Stalwarts are mostly companies with a strong moat and competitive edge. Their offerings and business models are either difficult to replicate or monopolizing. As such, it is difficult for newer, smaller cap companies to gain market share from them. 

However with the rapidly evolving technology and the rise of new business models, it is no surprise that some of these stalwarts may find their offerings getting obsolete if they are unable to keep up with change. Examples were Nokia and Fujifilm.


Just a fun simulation here based on an old blog post of mine last year -

STI was at 2837. Now STI is at 3246. (Difference +409)

If I were to buy all the resilient blue chips (highlighted in yellow below) then in 2016, assuming almost equal amount invested per stock, how would my portfolio fare now?

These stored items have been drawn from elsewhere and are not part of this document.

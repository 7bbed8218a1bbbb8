//! Editing session over one outline root.
//!
//! A `Session` owns everything the command loop acts on: the root and
//! active containers, the cursor, undo/redo history and the line store.
//! Every mutation resolves its defaults here (cursor position, blank
//! label), runs against the store, and records the inverse commands that
//! undo it as a single history record.

use crate::config::Settings;
use crate::error::{Result, StoreError};
use crate::models::command::Command;
use crate::models::cursor::Cursor;
use crate::models::history::{History, HistoryRecord};
use crate::models::order_key::OrderKey;
use crate::models::range::LineRange;
use crate::paths;
use crate::services::file::{FileProvider, LocalFileProvider};
use crate::store::{DensityReport, Entry, EntryInfo, Journal, LabelSource, LineStore, MoveOutcome};
use crate::workspace::RootLock;
use compact_str::CompactString;
use std::path::{Path, PathBuf};
use std::sync::Arc;

pub struct Session {
    root: PathBuf,
    active: PathBuf,
    store: LineStore,
    history: History,
    cursor: Cursor,
    settings: Settings,
    _lock: RootLock,
}

struct Replay {
    /// Inverse of what was applied, ready to replay in turn.
    inverse: Vec<Command>,
    failure: Option<(usize, StoreError)>,
}

impl Session {
    pub fn open(root: &Path) -> Result<Self> {
        let provider: Arc<dyn FileProvider> = Arc::new(LocalFileProvider::new());
        let settings = Settings::load(provider.as_ref(), root);
        Self::with_provider(root, settings, provider)
    }

    /// Locks the root, then finishes any renumbering a crash left behind.
    pub fn with_provider(
        root: &Path,
        settings: Settings,
        provider: Arc<dyn FileProvider>,
    ) -> Result<Self> {
        if !provider.is_dir(root) {
            return Err(StoreError::RootNotFound(root.to_path_buf()));
        }
        let lock = RootLock::acquire(provider.clone(), root)?;

        let mut store = LineStore::new(provider.clone());
        if settings.journal {
            store = store.with_journal(Journal::new(paths::journal_path(root), provider));
        }
        if let Some(report) = store.recover()? {
            let density = store.verify(&report.container)?;
            if !density.is_dense() {
                tracing::warn!(
                    container = %report.container.display(),
                    duplicates = ?density.duplicates,
                    missing = ?density.missing,
                    leftovers = density.leftovers.len(),
                    "container not dense after recovery"
                );
            }
        }

        tracing::info!(root = %root.display(), "session opened");
        Ok(Self {
            root: root.to_path_buf(),
            active: root.to_path_buf(),
            store,
            history: History::new(settings.history_limit),
            cursor: Cursor::new(),
            settings,
            _lock: lock,
        })
    }

    pub fn root(&self) -> &Path {
        &self.root
    }

    pub fn active(&self) -> &Path {
        &self.active
    }

    pub fn settings(&self) -> &Settings {
        &self.settings
    }

    pub fn history(&self) -> &History {
        &self.history
    }

    // ==================== Queries ====================

    pub fn count(&mut self) -> Result<usize> {
        self.store.count(&self.active)
    }

    pub fn entries(&mut self) -> Result<Vec<Entry>> {
        self.store.entries(&self.active)
    }

    pub fn entries_in_range(&mut self, range: LineRange) -> Result<Vec<Entry>> {
        self.store.entries_in_range(&self.active, range)
    }

    pub fn info(&mut self, key: usize) -> Result<EntryInfo> {
        self.store.info(&self.active, key)
    }

    pub fn verify(&mut self) -> Result<DensityReport> {
        self.store.verify(&self.active)
    }

    pub fn cursor(&self) -> usize {
        self.cursor.line()
    }

    pub fn set_cursor(&mut self, line: usize) -> Result<()> {
        let count = self.count()?;
        self.cursor.set(line, count)
    }

    // ==================== Mutations ====================

    /// Inserts at `at`, or at the cursor, and leaves the cursor just below
    /// the new line. The cursor starts at 1 in every container, so an insert
    /// without a position goes first until the cursor is moved.
    pub fn insert(&mut self, label: Option<&str>, at: Option<usize>) -> Result<Entry> {
        let at = at.unwrap_or_else(|| self.cursor.line());
        let label = label.unwrap_or(&self.settings.blank_label).to_string();

        let container = self.active.clone();
        let entry = self.store.insert(&container, at, &label)?;
        self.record(insert_inverse(at));

        let count = self.count()?;
        self.cursor.after_insert(at, count);
        Ok(entry)
    }

    pub fn delete(&mut self, target: Option<LineRange>, force: bool) -> Result<Vec<Entry>> {
        let range = self.resolve_target(target)?;
        let container = self.active.clone();
        let removed = self.store.delete(&container, range, force)?;
        self.record(delete_inverse(&removed));

        if self.cursor.line() > range.upper {
            let line = self.cursor.line() - range.width();
            let count = self.count()?;
            self.cursor.set(line, count)?;
        }
        self.clamp_cursor()?;
        Ok(removed)
    }

    pub fn rename(&mut self, source: &LabelSource, target: Option<LineRange>) -> Result<Vec<Entry>> {
        let range = self.resolve_target(target)?;
        let container = self.active.clone();
        let previous = self.store.rename(&container, range, source)?;
        if let Some(first) = previous.first() {
            let label = self.store.entry_at(&container, first.key)?.label;
            self.record(rename_inverse(range, &label, &previous));
        }
        Ok(previous)
    }

    /// With `confirmed`, a block that would end past the last line extends
    /// the container with blank lines; otherwise that case is reported back
    /// untouched.
    pub fn move_lines(&mut self, range: LineRange, to: usize, confirmed: bool) -> Result<MoveOutcome> {
        let container = self.active.clone();
        let extension = confirmed.then(|| self.settings.blank_label.clone());
        let outcome = self
            .store
            .move_block(&container, range, to, extension.as_deref())?;
        self.record(move_inverse(range, to, &outcome));
        self.clamp_cursor()?;
        Ok(outcome)
    }

    pub fn swap(&mut self, a: usize, b: usize) -> Result<()> {
        let container = self.active.clone();
        self.store.swap(&container, a, b)?;
        self.record(swap_inverse(a, b));
        Ok(())
    }

    // ==================== History ====================

    /// Reverts the latest recorded mutation in the container it was made in.
    pub fn undo(&mut self) -> Result<()> {
        let record = self.history.pop_undo().ok_or(StoreError::NoHistory)?;
        let replay = self.replay(&record);
        let context = record.context.clone();

        match replay.failure {
            None => {
                self.history
                    .push_redo(HistoryRecord::new(replay.inverse, context));
                self.after_replay(&record.context)
            }
            Some((index, err)) => {
                tracing::warn!(error = %err, index, "undo failed part way");
                let remaining = record.inverse[index..].to_vec();
                self.history
                    .push_undo(HistoryRecord::new(remaining, context.clone()));
                self.history
                    .push_redo(HistoryRecord::new(replay.inverse, context));
                self.after_replay(&record.context)?;
                Err(err)
            }
        }
    }

    pub fn redo(&mut self) -> Result<()> {
        let record = self.history.pop_redo().ok_or(StoreError::NoRedo)?;
        let replay = self.replay(&record);
        let context = record.context.clone();

        match replay.failure {
            None => {
                self.history
                    .push_undo(HistoryRecord::new(replay.inverse, context));
                self.after_replay(&record.context)
            }
            Some((index, err)) => {
                tracing::warn!(error = %err, index, "redo failed part way");
                let remaining = record.inverse[index..].to_vec();
                self.history
                    .push_redo(HistoryRecord::new(remaining, context.clone()));
                self.history
                    .push_undo(HistoryRecord::new(replay.inverse, context));
                self.after_replay(&record.context)?;
                Err(err)
            }
        }
    }

    // ==================== Navigation ====================

    /// Makes line `key` the active container.
    pub fn enter(&mut self, key: usize) -> Result<()> {
        let container = self.active.clone();
        let entry = self.store.entry_at(&container, key)?;
        self.active = entry.path;
        self.cursor = Cursor::new();
        tracing::debug!(active = %self.active.display(), "enter");
        Ok(())
    }

    /// Returns to the parent container; false at the root.
    pub fn leave(&mut self) -> bool {
        if self.active == self.root {
            return false;
        }
        match self.active.parent() {
            Some(parent) if parent.starts_with(&self.root) => {
                self.active = parent.to_path_buf();
                self.cursor = Cursor::new();
                true
            }
            _ => false,
        }
    }

    /// Root name followed by the label of each container down to the active one.
    pub fn breadcrumb(&self) -> Vec<CompactString> {
        let mut crumbs = Vec::new();
        if let Some(name) = self.root.file_name() {
            crumbs.push(CompactString::from(name.to_string_lossy().as_ref()));
        }
        if let Ok(relative) = self.active.strip_prefix(&self.root) {
            for component in relative.components() {
                let name = component.as_os_str().to_string_lossy();
                let label = OrderKey::parse(&name)
                    .map(|key| key.label)
                    .unwrap_or_else(|_| CompactString::from(name.as_ref()));
                crumbs.push(label);
            }
        }
        crumbs
    }

    // ==================== Internals ====================

    fn record(&mut self, inverse: Vec<Command>) {
        self.history
            .push(HistoryRecord::new(inverse, self.active.clone()));
    }

    /// Explicit target, else the cursor line (or the last line while the
    /// cursor sits at the append position).
    fn resolve_target(&mut self, target: Option<LineRange>) -> Result<LineRange> {
        if let Some(range) = target {
            return Ok(range);
        }
        let count = self.count()?;
        self.cursor
            .existing_line(count)
            .map(LineRange::point)
            .ok_or(StoreError::NonExistentLine {
                line: self.cursor.line(),
                count,
            })
    }

    fn clamp_cursor(&mut self) -> Result<()> {
        let count = self.count()?;
        self.cursor.clamp(count);
        Ok(())
    }

    /// Applies each command in order; the collected inverse is reversed so
    /// that replaying it undoes the last command first.
    fn replay(&mut self, record: &HistoryRecord) -> Replay {
        let mut inverse: Vec<Command> = Vec::new();
        for (index, command) in record.inverse.iter().enumerate() {
            match self.apply(&record.context, command) {
                Ok(mut undo) => {
                    undo.append(&mut inverse);
                    inverse = undo;
                }
                Err(err) => {
                    return Replay {
                        inverse,
                        failure: Some((index, err)),
                    }
                }
            }
            tracing::debug!(command = %command, context = %record.context.display(), "replayed");
        }
        Replay {
            inverse,
            failure: None,
        }
    }

    fn apply(&mut self, container: &Path, command: &Command) -> Result<Vec<Command>> {
        match command {
            Command::Insert { at, label } => {
                self.store.insert(container, *at, label)?;
                Ok(insert_inverse(*at))
            }
            Command::Delete { range, force } => {
                let removed = self.store.delete(container, *range, *force)?;
                Ok(delete_inverse(&removed))
            }
            Command::Rename { range, label } => {
                let previous =
                    self.store
                        .rename(container, *range, &LabelSource::Text(label.clone()))?;
                Ok(rename_inverse(*range, label, &previous))
            }
            Command::Move { range, to } => {
                let blank = self.settings.blank_label.clone();
                let outcome = self
                    .store
                    .move_block(container, *range, *to, Some(blank.as_str()))?;
                Ok(move_inverse(*range, *to, &outcome))
            }
            Command::Swap { a, b } => {
                self.store.swap(container, *a, *b)?;
                Ok(swap_inverse(*a, *b))
            }
        }
    }

    /// A replay in an ancestor container may rename the active one away.
    fn after_replay(&mut self, context: &Path) -> Result<()> {
        if !self.store.provider().is_dir(&self.active) {
            tracing::info!(
                active = %self.active.display(),
                context = %context.display(),
                "active container moved by replay"
            );
            self.active = context.to_path_buf();
            self.cursor = Cursor::new();
        }
        self.clamp_cursor()
    }
}

fn insert_inverse(at: usize) -> Vec<Command> {
    vec![Command::Delete {
        range: LineRange::point(at),
        force: false,
    }]
}

/// Re-inserting lowest first puts every line back on its old key.
fn delete_inverse(removed: &[Entry]) -> Vec<Command> {
    removed
        .iter()
        .map(|entry| Command::Insert {
            at: entry.key,
            label: entry.label.clone(),
        })
        .collect()
}

fn rename_inverse(range: LineRange, current: &str, previous: &[Entry]) -> Vec<Command> {
    let unchanged = previous.iter().all(|entry| entry.label == current);
    if unchanged {
        return Vec::new();
    }

    let Some(first) = previous.first() else {
        return Vec::new();
    };
    if previous.iter().all(|entry| entry.label == first.label) {
        return vec![Command::Rename {
            range,
            label: first.label.clone(),
        }];
    }
    previous
        .iter()
        .map(|entry| Command::Rename {
            range: LineRange::point(entry.key),
            label: entry.label.clone(),
        })
        .collect()
}

/// Moves the block back, then drops any blank lines the move added; those
/// sit at the end again once the block is home.
fn move_inverse(range: LineRange, to: usize, outcome: &MoveOutcome) -> Vec<Command> {
    let MoveOutcome::Moved { created } = outcome else {
        return Vec::new();
    };

    let mut inverse = vec![Command::Move {
        range: LineRange::new(to, to + range.width() - 1),
        to: range.lower,
    }];
    if let (Some(first), Some(last)) = (created.first(), created.last()) {
        inverse.push(Command::Delete {
            range: LineRange::new(first.key, last.key),
            force: false,
        });
    }
    inverse
}

fn swap_inverse(a: usize, b: usize) -> Vec<Command> {
    if a == b {
        return Vec::new();
    }
    vec![Command::Swap { a, b }]
}

#[cfg(test)]
#[path = "../tests/unit/session.rs"]
mod tests;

Time travel to Oct 2017 and
the results are...

Shares Price then $ vested Price now $ vested Gain/loss
Ascendas REIT 4100 2.44 10004 2.66 10906 902
Capitamall Trust 4600 2.17 9982 2 9200 -782
Jardine Cycle 300 39.55 11865 39.82 11946 81
SATS 2600 3.91 10166 4.66 12116 1950
SPH 2600 3.92 10192 2.71 7046 -3146
Thai Bev 13000 0.77 10010 0.9 11700 1690
Wilmar 3100 3.21 9951 3.2 9920 -31
TOTAL 72170 72834 664

Negligible capital gain. Becos one rock sunk the ship. Image result for defeated emoticon

Could have done better by buying the STI ETF!
(Those who bought the banks really hit home run. LOL)

Moral of the story

Do not buy simply based on the company's resilience in a down market. Do look at the company's earning prospect, forward price trend and overall sentiments.

How many of the blue chips are still stalwarts? It's for you to decipher.

*** Disclaimer: I have no vested interest in the above stocks.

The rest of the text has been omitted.